A Study of Product Recommendation in Multiple Channels
|關鍵字:||產品推薦;協同式過濾推薦;多元通路;顧客分群;序列規則;Product Recommendation;Collaborative Filtering;Multi-channel;Customer Segmentation;Sequential Rule|
In this information era, customer's purchase behavior has changed a lot. In the past, customers could only buy products in the physical channel: store. Nowadays, customer-oriented companies provide many virtual channels for customers and allow them to choose the channel that they like or get used to buy products. Companies can also reduce the expenses of physical channels with virtual channels, e.g., TV channel or catalog channel. In addition, companies use recommendation systems to recommend suitable products to customers based on their interests and buying history, so as to improve customer’s degree of satisfaction.
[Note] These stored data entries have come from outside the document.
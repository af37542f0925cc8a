//! Memoized pairwise similarities.
//!
//! k-medoids queries the same pairs over and over: every assignment pass
//! compares each item to every medoid, and every medoid update sums a
//! group's internal similarities. [`PairwiseCache`] evaluates the similarity
//! once per unordered pair up front and answers everything else from storage.
//!
//! Scores are rounded to 6 decimal places before they are stored, so sums
//! and ties do not drift with floating-point noise between runs.
//!
//! ```rust
//! use strcluster::cache::PairwiseCache;
//! use strcluster::similarity::JaroWinkler;
//!
//! let items = vec!["MARTHA".to_string(), "MARHTA".to_string()];
//! let cache = PairwiseCache::new(&items, &JaroWinkler::new());
//!
//! assert_eq!(cache.lookup(&items[0], &items[1]), Some(0.961111));
//! assert_eq!(cache.lookup(&items[1], &items[0]), Some(0.961111));
//! assert_eq!(cache.lookup(&items[0], &"DUANE".to_string()), None);
//! ```

mod store;

pub use store::{InMemoryStore, SimilarityStore};

use std::collections::HashSet;
use std::hash::Hash;
use std::marker::PhantomData;

use tracing::debug;

use crate::similarity::Similarity;

#[cfg(feature = "parallel")]
use rayon::prelude::*;

/// Number of decimal places kept for each stored score.
pub const SCORE_PRECISION: i32 = 6;

/// Symmetric, write-once cache of similarities over a fixed item set.
///
/// Only one direction of each pair is stored; [`lookup`](Self::lookup)
/// probes both. Pairs involving an item outside the construction set yield
/// `None`.
#[derive(Debug, Clone)]
pub struct PairwiseCache<T, St = InMemoryStore<T>> {
    store: St,
    n_items: usize,
    _items: PhantomData<fn() -> T>,
}

impl<T> PairwiseCache<T>
where
    T: Eq + Hash + Clone + Sync,
{
    /// Build an in-memory cache over `items`.
    pub fn new<S>(items: &[T], similarity: &S) -> Self
    where
        S: Similarity<T> + Sync + ?Sized,
    {
        Self::with_store(items, similarity, InMemoryStore::new())
    }
}

impl<T, St> PairwiseCache<T, St>
where
    T: Eq + Hash + Clone + Sync,
    St: SimilarityStore<T>,
{
    /// Build a cache over `items`, writing into `store`.
    ///
    /// Duplicate items collapse to their first occurrence. For `n` distinct
    /// items the similarity is evaluated exactly `n(n+1)/2` times, self-pairs
    /// included.
    pub fn with_store<S>(items: &[T], similarity: &S, mut store: St) -> Self
    where
        S: Similarity<T> + Sync + ?Sized,
    {
        let mut seen = HashSet::with_capacity(items.len());
        let distinct: Vec<&T> = items.iter().filter(|item| seen.insert(*item)).collect();
        let n = distinct.len();

        let pairs: Vec<(usize, usize)> = (0..n).flat_map(|i| (i..n).map(move |j| (i, j))).collect();
        debug!(items = n, pairs = pairs.len(), "building pairwise similarity cache");

        #[cfg(feature = "parallel")]
        let scores: Vec<f64> = pairs
            .par_iter()
            .map(|&(i, j)| round_score(similarity.similarity(distinct[i], distinct[j])))
            .collect();

        #[cfg(not(feature = "parallel"))]
        let scores: Vec<f64> = pairs
            .iter()
            .map(|&(i, j)| round_score(similarity.similarity(distinct[i], distinct[j])))
            .collect();

        for (&(i, j), score) in pairs.iter().zip(scores) {
            store.insert(distinct[i].clone(), distinct[j].clone(), score);
        }

        Self {
            store,
            n_items: n,
            _items: PhantomData,
        }
    }
}

impl<T, St: SimilarityStore<T>> PairwiseCache<T, St> {
    /// Similarity between `a` and `b`, in either order.
    ///
    /// Returns `None` when the pair was never stored, i.e. when `a` or `b`
    /// was not part of the construction set.
    pub fn lookup(&self, a: &T, b: &T) -> Option<f64> {
        self.store.get(a, b).or_else(|| self.store.get(b, a))
    }

    /// Whether `item` was part of the construction set.
    pub fn contains(&self, item: &T) -> bool {
        self.store.get(item, item).is_some()
    }

    /// Number of distinct items the cache was built over.
    pub fn n_items(&self) -> usize {
        self.n_items
    }

    /// Number of stored pairs.
    pub fn len(&self) -> usize {
        self.store.len()
    }

    /// Whether the cache holds no pairs.
    pub fn is_empty(&self) -> bool {
        self.store.is_empty()
    }

    /// The underlying store.
    pub fn store(&self) -> &St {
        &self.store
    }
}

/// Round a score to [`SCORE_PRECISION`] decimal places.
pub fn round_score(score: f64) -> f64 {
    let scale = 10f64.powi(SCORE_PRECISION);
    (score * scale).round() / scale
}

#[cfg(test)]
mod tests {
    use super::*;
    use crate::similarity::{jaro_winkler, JaroWinkler};
    use proptest::prelude::*;
    use std::sync::atomic::{AtomicUsize, Ordering};

    fn strings(items: &[&str]) -> Vec<String> {
        items.iter().map(|s| s.to_string()).collect()
    }

    #[test]
    fn test_lookup_is_symmetric_and_rounded() {
        let items = strings(&["DWAYNE", "DUANE", "DIXON", "DICKSONX"]);
        let cache = PairwiseCache::new(&items, &JaroWinkler::new());

        for a in &items {
            for b in &items {
                let expected = round_score(jaro_winkler(a, b));
                assert_eq!(cache.lookup(a, b), Some(expected));
                assert_eq!(cache.lookup(b, a), Some(expected));
            }
        }
        assert_eq!(cache.lookup(&items[2], &items[3]), Some(0.813333));
    }

    #[test]
    fn test_absent_items_are_not_found() {
        let items = strings(&["cat", "hat"]);
        let cache = PairwiseCache::new(&items, &JaroWinkler::new());
        let dog = "dog".to_string();

        assert_eq!(cache.lookup(&items[0], &dog), None);
        assert_eq!(cache.lookup(&dog, &items[0]), None);
        assert_eq!(cache.lookup(&dog, &dog), None);
        assert!(!cache.contains(&dog));
        assert!(cache.contains(&items[1]));
    }

    #[test]
    fn test_empty_cache_finds_nothing() {
        let items: Vec<String> = vec![];
        let cache = PairwiseCache::new(&items, &JaroWinkler::new());

        assert!(cache.is_empty());
        assert_eq!(cache.n_items(), 0);
        assert_eq!(cache.lookup(&"a".to_string(), &"a".to_string()), None);
    }

    #[test]
    fn test_each_unordered_pair_evaluated_once() {
        let calls = AtomicUsize::new(0);
        let counting = |a: &u32, b: &u32| {
            calls.fetch_add(1, Ordering::Relaxed);
            if a == b {
                1.0
            } else {
                0.5
            }
        };

        let items: Vec<u32> = (0..7).collect();
        let cache = PairwiseCache::new(&items, &counting);

        assert_eq!(calls.load(Ordering::Relaxed), 7 * 8 / 2);
        assert_eq!(cache.len(), 7 * 8 / 2);
    }

    #[test]
    fn test_duplicates_collapse() {
        let calls = AtomicUsize::new(0);
        let counting = |_: &&str, _: &&str| {
            calls.fetch_add(1, Ordering::Relaxed);
            0.5
        };

        let cache = PairwiseCache::new(&["a", "b", "a", "b", "a"], &counting);

        assert_eq!(cache.n_items(), 2);
        assert_eq!(calls.load(Ordering::Relaxed), 3);
        assert_eq!(cache.lookup(&"b", &"a"), Some(0.5));
    }

    #[test]
    fn test_self_pair_is_not_special_cased() {
        let odd = |_: &u8, _: &u8| 0.25;
        let cache = PairwiseCache::new(&[1u8, 2], &odd);
        assert_eq!(cache.lookup(&1, &1), Some(0.25));
    }

    #[test]
    fn test_scores_rounded_to_six_places() {
        let noisy = |_: &u8, _: &u8| 0.123_456_789;
        let cache = PairwiseCache::new(&[1u8], &noisy);
        assert_eq!(cache.lookup(&1, &1), Some(0.123457));
        assert_eq!(round_score(0.999_999_9), 1.0);
    }

    #[test]
    fn test_custom_store_receives_one_direction() {
        let items = strings(&["ab", "ba", "abc"]);
        let cache = PairwiseCache::with_store(&items, &JaroWinkler::new(), InMemoryStore::new());

        let store = cache.store();
        for (i, a) in items.iter().enumerate() {
            for b in &items[i + 1..] {
                let forward = store.get(a, b).is_some();
                let backward = store.get(b, a).is_some();
                assert!(forward ^ backward, "pair ({a}, {b}) stored {forward}/{backward}");
            }
        }
    }

    proptest! {
        #[test]
        fn lookup_symmetry_holds(items in proptest::collection::vec("[a-e]{0,6}", 0..12)) {
            let cache = PairwiseCache::new(&items, &JaroWinkler::new());
            for a in &items {
                for b in &items {
                    let ab = cache.lookup(a, b);
                    prop_assert!(ab.is_some());
                    prop_assert_eq!(ab, cache.lookup(b, a));
                    prop_assert_eq!(ab, Some(round_score(jaro_winkler(a, b))));
                }
            }
        }
    }
}
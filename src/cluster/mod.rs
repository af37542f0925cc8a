//! Clustering of items under a pairwise similarity.
//!
//! This module groups items that live in no vector space, such as strings,
//! using only a similarity score between pairs.
//!
//! ## Why k-medoids
//!
//! K-means represents each cluster by the *mean* of its points. There is no
//! mean of `"DWAYNE"` and `"DUANE"`, so k-means does not apply. k-medoids
//! instead picks an actual member, the **medoid**, as each cluster's
//! representative, and needs nothing beyond `sim(a, b)`.
//!
//! **Objective**: maximize within-cluster similarity to the medoid:
//!
//! ```text
//! J = Σ_k Σ_{x ∈ C_k} sim(x, m_k)
//! ```
//!
//! **Assumptions**:
//! - Similarity is symmetric and bounded in [0, 1]
//! - You know k in advance
//!
//! ## Two entry points
//!
//! - [`KMedoids`]: a stateless builder; `fit` returns a [`Grouping`].
//! - [`ClusterEngine`]: owns its items and cache; results are read back after
//!   `cluster()` and fail with [`Error::NotReady`](crate::Error::NotReady)
//!   before it.
//!
//! ## Usage
//!
//! ```rust
//! use strcluster::cluster::{Clustering, KMedoids};
//!
//! let names: Vec<String> = ["MARTHA", "MARHTA", "DWAYNE", "DUANE"]
//!     .iter()
//!     .map(|s| s.to_string())
//!     .collect();
//!
//! let grouping = KMedoids::new(2).with_seed(42).fit(&names).unwrap();
//! assert_eq!(grouping.n_groups(), 2);
//!
//! let labels = KMedoids::new(2).with_seed(42).fit_predict(&names).unwrap();
//! assert_eq!(labels.len(), 4);
//! ```

mod engine;
mod grouping;
mod kmedoids;
mod traits;

pub use engine::{ClusterEngine, Phase};
pub use grouping::Grouping;
pub use kmedoids::KMedoids;
pub use traits::Clustering;
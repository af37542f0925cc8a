//! k-medoids clustering.
//!
//! K-means needs a vector space to average in. k-medoids only needs a
//! pairwise score, so it works for strings under Jaro-Winkler, where no
//! "mean string" exists. Each group is represented by one of its own members,
//! the **medoid**.
//!
//! # The Objective
//!
//! Maximize total within-group similarity to the medoid:
//!
//! ```text
//! J = Σₖ Σᵢ∈Cₖ sim(xᵢ, mₖ)
//! ```
//!
//! # Algorithm
//!
//! 1. Draw k distinct values uniformly at random as the initial medoids
//! 2. **Assign**: each non-medoid item → medoid with the *highest* similarity
//!    (ties go to the lowest group index)
//! 3. **Update**: each group's new medoid is the member whose summed
//!    similarity to the other members is largest (ties go to the earliest
//!    member)
//! 4. Stop when the new medoids equal the old ones as a multiset; otherwise
//!    repeat from 2
//!
//! Both steps are deterministic given the medoids, so the loop either reaches
//! a fixed point or cycles. A non-metric similarity can cycle, so the loop is
//! capped at `max_iter` passes; hitting the cap is reported on the result,
//! not raised as an error.
//!
//! All similarities come from a [`PairwiseCache`] built once per input.
//!
//! # Failure Modes
//!
//! - **Local optima**: the result depends on the initial draw
//! - **Ties at zero**: an item sharing nothing with any medoid lands in group 0

use std::collections::HashSet;
use std::hash::Hash;

use rand::prelude::*;
use rand::seq::index;
use tracing::{debug, info, warn};

use super::grouping::Grouping;
use super::traits::Clustering;
use crate::cache::{PairwiseCache, SimilarityStore};
use crate::config::{ClusterConfig, DEFAULT_MAX_ITER};
use crate::error::{Error, Result};
use crate::similarity::{JaroWinkler, Similarity, StringMetric};

#[cfg(feature = "parallel")]
use rayon::prelude::*;

/// k-medoids clustering over an arbitrary similarity.
#[derive(Debug, Clone)]
pub struct KMedoids<S = JaroWinkler> {
    /// Number of groups.
    k: usize,
    /// Maximum assignment passes.
    max_iter: usize,
    /// Random seed.
    seed: Option<u64>,
    /// Pairwise similarity.
    similarity: S,
}

impl KMedoids {
    /// Create a k-medoids clusterer using Jaro-Winkler similarity.
    pub fn new(k: usize) -> Self {
        Self {
            k,
            max_iter: DEFAULT_MAX_ITER,
            seed: None,
            similarity: JaroWinkler::new(),
        }
    }
}

impl KMedoids<StringMetric> {
    /// Create a clusterer from validated configuration.
    pub fn from_config(config: &ClusterConfig) -> Result<Self> {
        config.validate()?;
        Ok(Self {
            k: config.k,
            max_iter: config.max_iter,
            seed: config.seed,
            similarity: config.similarity(),
        })
    }
}

impl<S> KMedoids<S> {
    /// Replace the similarity measure.
    pub fn with_similarity<S2>(self, similarity: S2) -> KMedoids<S2> {
        KMedoids {
            k: self.k,
            max_iter: self.max_iter,
            seed: self.seed,
            similarity,
        }
    }

    /// Set maximum assignment passes.
    pub fn with_max_iter(mut self, max_iter: usize) -> Self {
        self.max_iter = max_iter;
        self
    }

    /// Set random seed for reproducibility.
    pub fn with_seed(mut self, seed: u64) -> Self {
        self.seed = Some(seed);
        self
    }

    /// Number of groups.
    pub fn k(&self) -> usize {
        self.k
    }

    /// Maximum assignment passes.
    pub fn max_iter(&self) -> usize {
        self.max_iter
    }

    /// The similarity measure.
    pub fn similarity(&self) -> &S {
        &self.similarity
    }

    /// RNG for the initial draw: seeded if a seed is set, else the thread RNG.
    pub(crate) fn rng(&self) -> Box<dyn RngCore> {
        match self.seed {
            Some(s) => Box::new(StdRng::seed_from_u64(s)),
            None => Box::new(rand::rng()),
        }
    }

    fn validate(&self, n_items: usize, n_distinct: usize) -> Result<()> {
        if n_items == 0 {
            return Err(Error::EmptyInput);
        }
        if self.max_iter == 0 {
            return Err(Error::InvalidParameter {
                name: "max_iter",
                message: "must be at least 1",
            });
        }
        if self.k == 0 || self.k > n_distinct {
            return Err(Error::InvalidClusterCount {
                requested: self.k,
                n_items: n_distinct,
            });
        }
        Ok(())
    }

    /// Cluster against an existing cache, drawing initial medoids from `rng`.
    pub(crate) fn fit_cached<T, St, R>(
        &self,
        items: &[T],
        cache: &PairwiseCache<T, St>,
        rng: &mut R,
    ) -> Result<Grouping<T>>
    where
        T: Eq + Hash + Clone + Sync,
        St: SimilarityStore<T> + Sync,
        R: Rng + ?Sized,
    {
        // Seeds are drawn from the first occurrence of each distinct value, so
        // no two groups can start from equal medoids.
        let mut seen = HashSet::with_capacity(items.len());
        let candidates: Vec<usize> = (0..items.len())
            .filter(|&i| seen.insert(&items[i]))
            .collect();
        self.validate(items.len(), candidates.len())?;

        let medoids = index::sample(rng, candidates.len(), self.k)
            .into_iter()
            .map(|i| candidates[i])
            .collect();
        self.iterate(items, cache, medoids)
    }

    /// Cluster against an existing cache from explicit initial medoids.
    pub(crate) fn fit_cached_from<T, St>(
        &self,
        items: &[T],
        cache: &PairwiseCache<T, St>,
        initial: &[usize],
    ) -> Result<Grouping<T>>
    where
        T: Eq + Hash + Clone + Sync,
        St: SimilarityStore<T> + Sync,
    {
        self.validate(items.len(), cache.n_items())?;
        if initial.len() != self.k {
            return Err(Error::InvalidParameter {
                name: "initial",
                message: "exactly k initial medoids are required",
            });
        }
        if initial.iter().any(|&i| i >= items.len()) {
            return Err(Error::InvalidParameter {
                name: "initial",
                message: "medoid index out of bounds",
            });
        }
        let unique: HashSet<usize> = initial.iter().copied().collect();
        if unique.len() != initial.len() {
            return Err(Error::InvalidParameter {
                name: "initial",
                message: "medoid indices must be distinct",
            });
        }
        self.iterate(items, cache, initial.to_vec())
    }

    fn iterate<T, St>(
        &self,
        items: &[T],
        cache: &PairwiseCache<T, St>,
        mut medoids: Vec<usize>,
    ) -> Result<Grouping<T>>
    where
        T: Eq + Hash + Clone + Sync,
        St: SimilarityStore<T> + Sync,
    {
        let mut iteration = 0;
        loop {
            iteration += 1;

            let groups = assign(items, cache, &medoids)?;
            let next = groups
                .iter()
                .map(|group| best_medoid(items, cache, group))
                .collect::<Result<Vec<_>>>()?;

            let converged = same_multiset(&medoids, &next);
            if converged {
                info!(iterations = iteration, k = self.k, "k-medoids converged");
            } else if iteration >= self.max_iter {
                warn!(
                    max_iter = self.max_iter,
                    k = self.k,
                    "k-medoids stopped before medoids settled"
                );
            } else {
                debug!(iteration, ?next, "medoids changed");
                medoids = next;
                continue;
            }

            return Ok(Grouping::from_indices(items, &groups, iteration, converged));
        }
    }
}

impl<S> KMedoids<S> {
    /// Cluster `items`, drawing the initial medoids from the configured seed.
    pub fn fit<T>(&self, items: &[T]) -> Result<Grouping<T>>
    where
        T: Eq + Hash + Clone + Sync,
        S: Similarity<T> + Sync,
    {
        let mut rng = self.rng();
        self.fit_with_rng(items, &mut rng)
    }

    /// Cluster `items`, drawing the initial medoids from `rng`.
    pub fn fit_with_rng<T, R>(&self, items: &[T], rng: &mut R) -> Result<Grouping<T>>
    where
        T: Eq + Hash + Clone + Sync,
        S: Similarity<T> + Sync,
        R: Rng + ?Sized,
    {
        if items.is_empty() {
            return Err(Error::EmptyInput);
        }
        let cache = PairwiseCache::new(items, &self.similarity);
        self.fit_cached(items, &cache, rng)
    }

    /// Cluster `items` starting from the medoids at the `initial` indices.
    pub fn fit_from_medoids<T>(&self, items: &[T], initial: &[usize]) -> Result<Grouping<T>>
    where
        T: Eq + Hash + Clone + Sync,
        S: Similarity<T> + Sync,
    {
        if items.is_empty() {
            return Err(Error::EmptyInput);
        }
        let cache = PairwiseCache::new(items, &self.similarity);
        self.fit_cached_from(items, &cache, initial)
    }
}

impl<T, S> Clustering<T> for KMedoids<S>
where
    T: Eq + Hash + Clone + Sync,
    S: Similarity<T> + Sync,
{
    fn fit_predict(&self, items: &[T]) -> Result<Vec<usize>> {
        Ok(self.fit(items)?.labels().to_vec())
    }

    fn n_clusters(&self) -> usize {
        self.k
    }
}

fn pair_similarity<T, St>(
    items: &[T],
    cache: &PairwiseCache<T, St>,
    first: usize,
    second: usize,
) -> Result<f64>
where
    St: SimilarityStore<T>,
{
    cache
        .lookup(&items[first], &items[second])
        .ok_or(Error::MissingSimilarity { first, second })
}

/// Group index of the medoid most similar to `item`; first wins ties.
fn closest_medoid<T, St>(
    items: &[T],
    cache: &PairwiseCache<T, St>,
    medoids: &[usize],
    item: usize,
) -> Result<usize>
where
    St: SimilarityStore<T>,
{
    let mut best_group = 0;
    let mut best_score = f64::NEG_INFINITY;
    for (group, &medoid) in medoids.iter().enumerate() {
        let score = pair_similarity(items, cache, medoid, item)?;
        if score > best_score {
            best_group = group;
            best_score = score;
        }
    }
    Ok(best_group)
}

/// Seed one group per medoid and append every other item to its closest one.
fn assign<T, St>(
    items: &[T],
    cache: &PairwiseCache<T, St>,
    medoids: &[usize],
) -> Result<Vec<Vec<usize>>>
where
    T: Sync,
    St: SimilarityStore<T> + Sync,
{
    let mut is_medoid = vec![false; items.len()];
    for &m in medoids {
        is_medoid[m] = true;
    }
    let members: Vec<usize> = (0..items.len()).filter(|&i| !is_medoid[i]).collect();

    #[cfg(feature = "parallel")]
    let choices: Vec<usize> = members
        .par_iter()
        .map(|&i| closest_medoid(items, cache, medoids, i))
        .collect::<Result<_>>()?;

    #[cfg(not(feature = "parallel"))]
    let choices: Vec<usize> = members
        .iter()
        .map(|&i| closest_medoid(items, cache, medoids, i))
        .collect::<Result<_>>()?;

    let mut groups: Vec<Vec<usize>> = medoids.iter().map(|&m| vec![m]).collect();
    for (item, group) in members.into_iter().zip(choices) {
        groups[group].push(item);
    }
    Ok(groups)
}

/// Member with the largest summed similarity to the rest of its group.
fn best_medoid<T, St>(items: &[T], cache: &PairwiseCache<T, St>, group: &[usize]) -> Result<usize>
where
    St: SimilarityStore<T>,
{
    let mut best = group[0];
    let mut best_sum = f64::NEG_INFINITY;
    for (pos, &candidate) in group.iter().enumerate() {
        let mut sum = 0.0;
        for (other_pos, &other) in group.iter().enumerate() {
            if other_pos != pos {
                sum += pair_similarity(items, cache, candidate, other)?;
            }
        }
        if sum > best_sum {
            best = candidate;
            best_sum = sum;
        }
    }
    Ok(best)
}

fn same_multiset(a: &[usize], b: &[usize]) -> bool {
    let mut a = a.to_vec();
    let mut b = b.to_vec();
    a.sort_unstable();
    b.sort_unstable();
    a == b
}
Many methods are used to implement recommendation systems, such as collaborative filtering and the sequential rule-based recommendation method. Each method has its own merit and drawback. Past research presented the hybrid method, which combined the advantages of many recommendation methods. The hybrid method can aslo overcome the drawback of individual recommendation method and improve the effect of the recommendation. However, previous research did not consider the factor of multiple channels. Customer's purchase behavior may differ in different channels. This work combines the factor of multiple channels with recommendation methods and verifies the effect of multiple channels. The experimental results show that the recommendation methods that combine the factor of multiple channels improve the quality of recommendation.